Trump’s pro-business stance is expected to support the already robust U.S. economy, potentially encouraging higher volumes of cross-border deals and attracting investment from European firms seeking growth, industry insiders said.

“I know it’s that time of year where bankers love to be bullish, but we genuinely believe that political clarity and macroeconomic stability will drive M&A activity,” said Richard King, head of corporate banking, EMEA, at Bank of America.

“There’s significant pent-up demand that will likely materialize in 2025,” he added, pointing to private equity investments and acquisitive trade buyers across sectors such as healthcare, technology, and energy.

Trump’s administration is also expected to be more favorable to M&A activity by allowing deals to proceed that were previously blocked due to competition or strategic concerns, according to bankers.

Strong Year Ahead for Debt and Securities Trading

Bankers managing corporate and government debt sales could see record revenues, projected to reach $49 billion in 2025. Securities trading, the largest contributor to investment bank income, is forecasted to generate $220 billion, the highest figure since 2022.

Credit and emerging markets macro products are expected to see a 6% increase, while trading in interest rate-related products may decline by 3.5%, the data reveals.

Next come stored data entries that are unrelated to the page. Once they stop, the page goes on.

//! Page slicing for orphan lists.

/// One page of rows plus the total page count.
#[derive(Debug, Clone, Copy, PartialEq, Eq)]
pub struct Page<'a, T> {
    pub rows: &'a [T],
    pub total_pages: usize,
}

/// Slice `items` into 1-indexed pages of `page_size`.
///
/// Pages past the end, page `0` and a zero page size yield an empty slice
/// rather than an error; callers clamp the requested page.
pub fn paginate<T>(items: &[T], page: usize, page_size: usize) -> Page<'_, T> {
    if page_size == 0 {
        return Page {
            rows: &[],
            total_pages: 0,
        };
    }
    let total_pages = items.len().div_ceil(page_size);
    let rows = page
        .checked_sub(1)
        .and_then(|p| p.checked_mul(page_size))
        .filter(|&start| start < items.len())
        .map(|start| {
            let end = start.saturating_add(page_size).min(items.len());
            &items[start..end]
        })
        .unwrap_or(&[]);
    Page { rows, total_pages }
}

“We have healthy corporate balance sheets, but the higher cost of capital means businesses need to be proactive,” said Taylor Wright, co-head of global banking at Barclays. He predicted robust private equity activity as both buyers and sellers of assets.

“Geopolitical risk is the wild card. While difficult to plan for, absent such disruptions, the next 12 to 24 months look very promising for investment banking,” Wright added.

Salaries and Hiring Expected to Rise

As revenue grows, banker compensation is expected to follow suit, though bonuses may not yet reach the peak levels seen in 2021. New York-based pay consultancy Johnson Associates forecasted salary increases across most business units, with real estate investing being a notable exception.

Banks are also ramping up hiring in response to Trump’s re-election, particularly in securities trading and roles ranging from junior to senior positions, according to recruiters.

Natalie Nicolaou, Senior Manager at Robert Walters UK, noted, “There’s a renewed focus on recruitment as banks aim to strengthen their teams in early 2025, traditionally a period for headcount reductions.”

With the industry poised for growth, 2025 could prove to be a pivotal year for global investment banking.